Auch die Polizei teilte mit, ihre Einsatzgruppe gegen die Brandstifter mit Jahresbeginn eingestellt zu haben. Ein Sprecher begründet das mit "sinkenden Fallzahlen". Bereits Anfang November seien die nächtlichen Brandstreifen deutlich reduziert worden, am Montag sei die Sonderkommission "Feuerschein" gänzlich aufgelöst worden. "Der Fahndungsdruck bleibt aber weiter hoch", versichert der Sprecher. "Kommt es wieder zu Brandanschlägen, können wir die Maßnahmen sofort wieder anpassen."

Nach der Hochphase der Brände hielten ab Ende August nachts bis zu 650 Zivilbeamte nach Brandstiftern Ausschau. Auch Bundespolizisten patrouillierten mit. Tatsächlich wurden mehrere Zündler gefasst, Ende Oktober auch ein 27-jähriger Arbeitsloser, der allein für 102 Brandstiftungen verantwortlich sein soll. Er sitzt seitdem in U-Haft. Die Ermittlungen seien "im Wesentlichen abgeschlossen", so Martin Steltner, Sprecher der Staatsanwaltschaft. Ein Gutachten zur Schuldfähigkeit stehe noch aus.

Laut einem Tagesspiegel-Bericht gelangen den Brandstreifen auch Beifangerfolge: Sicherheitskreise bestätigten interne Zahlen der Bundespolizei, wonach die Polizisten 52 Personen wegen Sachbeschädigungen, 22 wegen Diebstählen, 15 wegen Drogendelikten und neun wegen Trunkenheitsfahrten fassten. Zudem seien Auto- und Fahrraddiebstähle sowie Graffiti-Sprüher entdeckt worden.

Mit den nun freigesetzten Beamten kann die Polizei wieder verstärkt diesen Delikten nachgehen. In den letzten Monaten stiegen etwa Einbruchsdelikte in Berlin deutlich. Ausgestanden ist aber auch die Autobrandserie nicht: In diesem Jahr brannten erneut sechs Autos, zwei weitere wurden dadurch mitbeschädigt.

In den letzten Wochen wurden bereits mehrere Brandstifter verurteilt, Anfang Dezember auch ein 25-jähriger Linker zu einer Haftstrafe von zweieinhalb Jahren. Die Polizei wertet 117 der 537 angezündeten Autos als politische Taten. Zwei weitere linke Brandstifter erhielten Bewährungsstrafen.

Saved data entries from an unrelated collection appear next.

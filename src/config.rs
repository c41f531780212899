//! Run configuration (spec §6). Precedence, lowest to highest: built-in
//! default < TOML file < environment variable < CLI flag. Grounded on
//! `bme-wacoisd-school-scheduling-rs`'s `toml`+`serde`+`clap` configuration
//! stack for this same problem family (see DESIGN.md).

use serde::{Deserialize, Serialize};
use std::collections::BTreeSet;
use std::path::Path;

#[derive(Debug, Clone, Serialize, Deserialize)]
#[serde(default)]
pub struct Config {
    pub time_budget_seconds: u64,
    pub workers: u32,
    pub late_threshold_offset: u32,
    pub late_weight: i64,
    pub capacity_weight: i64,
    pub medium_weight: i64,
    pub lunch_window: BTreeSet<u32>,
    pub days: u32,
    pub slots_per_day: u32,
    /// Open Question 1 (spec §9): whether an owner present in the
    /// availability table but lacking an entry for a given day is treated as
    /// fully unavailable (`true`) or fully available (`false`) that day.
    pub empty_day_means_unavailable: bool,
}

impl Default for Config {
    fn default() -> Self {
        Self {
            time_budget_seconds: 300,
            workers: 8,
            late_threshold_offset: 20,
            late_weight: 500,
            capacity_weight: 1_000_000,
            medium_weight: 5_000,
            lunch_window: BTreeSet::from([8, 9]),
            days: 5,
            slots_per_day: 23,
            empty_day_means_unavailable: false,
        }
    }
}

impl Config {
    /// Loads defaults, then overlays a TOML file if present, then overlays
    /// recognized `SCHED_*` environment variables.
    pub fn load(path: Option<&Path>) -> anyhow::Result<Config> {
        let mut config = Config::default();

        if let Some(path) = path {
            let text = std::fs::read_to_string(path)
                .map_err(|e| anyhow::anyhow!("reading config file {}: {e}", path.display()))?;
            config = toml::from_str(&text)
                .map_err(|e| anyhow::anyhow!("parsing config file {}: {e}", path.display()))?;
        }

        config.apply_env_overrides();
        Ok(config)
    }

    fn apply_env_overrides(&mut self) {
        macro_rules! env_override {
            ($field:ident, $name:literal) => {
                if let Ok(raw) = std::env::var(concat!("SCHED_", $name)) {
                    if let Ok(parsed) = raw.parse() {
                        self.$field = parsed;
                    } else {
                        log::warn!("ignoring unparsable SCHED_{} = {raw:?}", $name);
                    }
                }
            };
        }
        env_override!(time_budget_seconds, "TIME_BUDGET_SECONDS");
        env_override!(workers, "WORKERS");
        env_override!(late_threshold_offset, "LATE_THRESHOLD_OFFSET");
        env_override!(late_weight, "LATE_WEIGHT");
        env_override!(capacity_weight, "CAPACITY_WEIGHT");
        env_override!(medium_weight, "MEDIUM_WEIGHT");
        env_override!(days, "DAYS");
        env_override!(slots_per_day, "SLOTS_PER_DAY");
        env_override!(empty_day_means_unavailable, "EMPTY_DAY_MEANS_UNAVAILABLE");
    }
}

#[cfg(test)]
mod tests {
    use super::*;

    #[test]
    fn defaults_match_spec() {
        let config = Config::default();
        assert_eq!(config.time_budget_seconds, 300);
        assert_eq!(config.workers, 8);
        assert_eq!(config.capacity_weight, 1_000_000);
        assert_eq!(config.late_weight, 500);
        assert_eq!(config.lunch_window, BTreeSet::from([8, 9]));
        assert!(!config.empty_day_means_unavailable);
    }
}
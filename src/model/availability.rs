//! Per-day availability resolution (spec §3, §4.1, §9 Open Question 1).
//!
//! Grounded on `original_source/bouton/constraint_integration.py::_find_blocked_slots`
//! and `constraint_validator.py`, which resolve a teacher/room/group's blocked
//! ranges per day from an untyped dict-of-lists; here the same resolution is
//! expressed over a typed, dense-indexed table.

use crate::model::entities::{Day, Interval};
use std::collections::{HashMap, HashSet};
use std::hash::Hash;

/// Availability windows for one class of owner (teachers, rooms, or groups),
/// split into permanent (week-null) and week-scoped sets.
#[derive(Debug, Clone)]
pub struct AvailabilityTable<K: Eq + Hash + Copy> {
    permanent: HashMap<(K, Day), Vec<Interval>>,
    weekly: HashMap<(K, Day, String), Vec<Interval>>,
    /// Owners that appear *anywhere* in the table, including on days with no
    /// explicit entry. An owner absent from this set is always fully
    /// available (spec §8 boundary behavior).
    present_owners: HashSet<K>,
}

impl<K: Eq + Hash + Copy> Default for AvailabilityTable<K> {
    fn default() -> Self {
        Self {
            permanent: HashMap::new(),
            weekly: HashMap::new(),
            present_owners: HashSet::new(),
        }
    }
}

impl<K: Eq + Hash + Copy> AvailabilityTable<K> {
    pub fn new() -> Self {
        Self::default()
    }

    pub fn add_permanent(&mut self, owner: K, day: Day, interval: Interval) {
        self.present_owners.insert(owner);
        self.permanent.entry((owner, day)).or_default().push(interval);
    }

    pub fn add_weekly(&mut self, owner: K, day: Day, week_id: &str, interval: Interval) {
        self.present_owners.insert(owner);
        self.weekly
            .entry((owner, day, week_id.to_string()))
            .or_default()
            .push(interval);
    }

    /// Resolves the owner's available intervals on `day` for `week_id`.
    ///
    /// Returns `None` when the owner is unconstrained that day (fully
    /// available). Returns `Some(intervals)` — possibly empty, meaning fully
    /// unavailable — when a constraint applies.
    pub fn resolve_day(
        &self,
        owner: K,
        day: Day,
        week_id: &str,
        empty_day_means_unavailable: bool,
    ) -> Option<Vec<Interval>> {
        if !self.present_owners.contains(&owner) {
            return None;
        }
        if let Some(intervals) = self.weekly.get(&(owner, day, week_id.to_string())) {
            return Some(intervals.clone());
        }
        if let Some(intervals) = self.permanent.get(&(owner, day)) {
            return Some(intervals.clone());
        }
        if empty_day_means_unavailable {
            Some(Vec::new())
        } else {
            None
        }
    }

    /// Whether `[lo, hi)` on `day` is fully covered by one available
    /// interval (used by F5/F6: a session needs one contiguous window, not a
    /// union of fragments).
    pub fn covers_span(
        &self,
        owner: K,
        day: Day,
        week_id: &str,
        lo: u32,
        hi: u32,
        empty_day_means_unavailable: bool,
    ) -> bool {
        match self.resolve_day(owner, day, week_id, empty_day_means_unavailable) {
            None => true,
            Some(intervals) => intervals.iter().any(|iv| iv.contains_span(lo, hi)),
        }
    }
}
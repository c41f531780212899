//! Thin HTTP façade over the timetabling pipeline (spec §1: the visual
//! timetable, the constraint-editor front-end, and persistence are external
//! collaborators — this module is the boundary they talk to). Grounded on
//! the teacher's `server.rs` (`axum` route + `solve_handler` shape).

use axum::extract::State;
use axum::http::StatusCode;
use axum::routing::post;
use axum::{Json, Router};
use colloq::config::Config;
use colloq::error::CoreError;
use colloq::extractor::Assignment;
use colloq::model::raw::RawInput;
use colloq::solver::SolveStatus;
use std::sync::Arc;

#[derive(Clone)]
struct AppState {
    config: Arc<Config>,
}

async fn solve_handler(
    State(state): State<AppState>,
    Json(raw): Json<RawInput>,
) -> Result<Json<Vec<Assignment>>, (StatusCode, String)> {
    let instance = colloq::entity_store::load(raw, &state.config)
        .map_err(CoreError::from)
        .map_err(|e| (StatusCode::UNPROCESSABLE_ENTITY, e.to_string()))?;

    let report = colloq::solver::solve(&instance, &state.config);
    match report.status {
        SolveStatus::Optimal => Ok(Json(report.solution.expect("Optimal carries a solution").assignments)),
        SolveStatus::Infeasible => Err((StatusCode::CONFLICT, "solver proved the instance infeasible".into())),
        // SolverTimeout shares SolverInfeasible's surface (spec §7): same
        // HTTP status as a proven infeasibility.
        SolveStatus::Timeout => Err((StatusCode::CONFLICT, "time budget exhausted without a feasible solution".into())),
        SolveStatus::SolverError(message) => Err((StatusCode::INTERNAL_SERVER_ERROR, message)),
    }
}

pub async fn run_server(bind: String, config: Config) {
    let state = AppState { config: Arc::new(config) };
    let app = Router::new()
        .route("/v1/schedule/solve", post(solve_handler))
        .with_state(state);

    let listener = tokio::net::TcpListener::bind(&bind)
        .await
        .unwrap_or_else(|e| panic!("binding {bind}: {e}"));

    log::info!("listening on http://{}", listener.local_addr().expect("bound listener has a local addr"));
    axum::serve(listener, app).await.expect("server loop exited unexpectedly");
}
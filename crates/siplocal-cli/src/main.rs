use std::sync::Arc;

use anyhow::{Context, Result};
use chrono::Utc;
use clap::{Parser, Subcommand};
use siplocal_ingest::{IngestionPipeline, IngestionRequest, ReviewSyncService};
use siplocal_storage::PgStore;
use siplocal_yelp::YelpClient;
use tracing_subscriber::EnvFilter;

#[derive(Debug, Parser)]
#[command(name = "siplocal")]
#[command(about = "SipLocal coffee directory: ingestion, review sync, and API server")]
struct Cli {
    #[command(subcommand)]
    command: Commands,
}

#[derive(Debug, Subcommand)]
enum Commands {
    /// Run the JSON API server.
    Serve,
    /// Pull businesses from the directory provider into the database.
    Ingest {
        /// Localities to search; defaults to the configured region.
        #[arg(long)]
        locality: Vec<String>,
        /// Per-locality target after filtering.
        #[arg(long, default_value_t = 50)]
        max_per_locality: usize,
        /// Minimum provider rating to keep a candidate.
        #[arg(long, default_value_t = 3.0)]
        min_rating: f64,
        /// Keep multi-location chain brands instead of dropping them.
        #[arg(long)]
        include_chains: bool,
        /// Keep businesses with no photos instead of skipping them.
        #[arg(long)]
        allow_photoless: bool,
    },
    /// Replace a business's externally sourced reviews with fresh ones.
    SyncReviews {
        business_id: String,
        /// Report freshness without mutating anything.
        #[arg(long)]
        status_only: bool,
    },
    /// Delete a business's externally sourced reviews older than the
    /// freshness window, without fetching replacements.
    ExpireReviews { business_id: String },
    /// Apply pending database migrations.
    Migrate,
}

#[derive(Debug, Clone)]
struct Config {
    database_url: String,
    yelp_api_key: Option<String>,
    web_port: u16,
}

impl Config {
    fn from_env() -> Result<Self> {
        Ok(Self {
            database_url: std::env::var("DATABASE_URL").context("DATABASE_URL is not set")?,
            yelp_api_key: std::env::var("YELP_API_KEY").ok(),
            web_port: std::env::var("SIPLOCAL_WEB_PORT")
                .ok()
                .and_then(|v| v.parse().ok())
                .unwrap_or(8000),
        })
    }

    fn yelp_client(&self) -> Result<YelpClient> {
        let api_key = self
            .yelp_api_key
            .clone()
            .context("YELP_API_KEY is not set")?;
        Ok(YelpClient::new(api_key)?)
    }
}

#[tokio::main]
async fn main() -> Result<()> {
    tracing_subscriber::fmt()
        .with_env_filter(
            EnvFilter::try_from_default_env().unwrap_or_else(|_| EnvFilter::new("info")),
        )
        .init();

    let cli = Cli::parse();
    let config = Config::from_env()?;

    match cli.command {
        Commands::Serve => {
            let store = PgStore::connect(&config.database_url).await?;
            let directory = config.yelp_client()?;
            let state = siplocal_web::AppState::new(Arc::new(store), Arc::new(directory));
            siplocal_web::serve(state, config.web_port).await?;
        }
        Commands::Ingest {
            locality,
            max_per_locality,
            min_rating,
            include_chains,
            allow_photoless,
        } => {
            let store = PgStore::connect(&config.database_url).await?;
            let directory = config.yelp_client()?;
            let mut request = IngestionRequest {
                max_per_locality,
                min_rating,
                exclude_chains: !include_chains,
                require_photos: !allow_photoless,
                ..Default::default()
            };
            if !locality.is_empty() {
                request.localities = locality;
            }
            let pipeline = IngestionPipeline::new(Arc::new(directory), Arc::new(store));
            let report = pipeline.run(&request).await;
            println!("{}", serde_json::to_string_pretty(&report)?);
        }
        Commands::SyncReviews {
            business_id,
            status_only,
        } => {
            let store = PgStore::connect(&config.database_url).await?;
            let directory = config.yelp_client()?;
            let service = ReviewSyncService::new(Arc::new(directory), Arc::new(store));
            let now = Utc::now();
            if status_only {
                let status = service.status(&business_id, now).await?;
                println!(
                    "business={business_id} count={} expired={} needs_sync={}",
                    status.count, status.expired, status.needs_sync
                );
            } else {
                let reviews = service.sync(&business_id, now).await?;
                println!("business={business_id} synced={}", reviews.len());
            }
        }
        Commands::ExpireReviews { business_id } => {
            let store = PgStore::connect(&config.database_url).await?;
            let directory = config.yelp_client()?;
            let service = ReviewSyncService::new(Arc::new(directory), Arc::new(store));
            let removed = service.expire_stale(&business_id, Utc::now()).await?;
            println!("business={business_id} expired={removed}");
        }
        Commands::Migrate => {
            let store = PgStore::connect(&config.database_url).await?;
            store.run_migrations().await?;
            println!("migrations applied");
        }
    }

    Ok(())
}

Derweil scheint "Berliner Modell" auch in Übersee Nachahmer zu finden: Am Montag wurde in Los Angeles ein deutscher Serienbrandstifter verhaftet. Der 24-Jährige aus Frankfurt/Main soll vier Tage lang mehr als 50 Brände, die meisten an Autos, verübt haben.

Andy W. und Thomas D. müssen noch auf ihr Urteil warten: Zuerst müsse der Sachschaden der zerstörten Pkws geklärt werden, befindet der Amtsrichter. Der Prozess soll am 17. Januar fortgesetzt werden.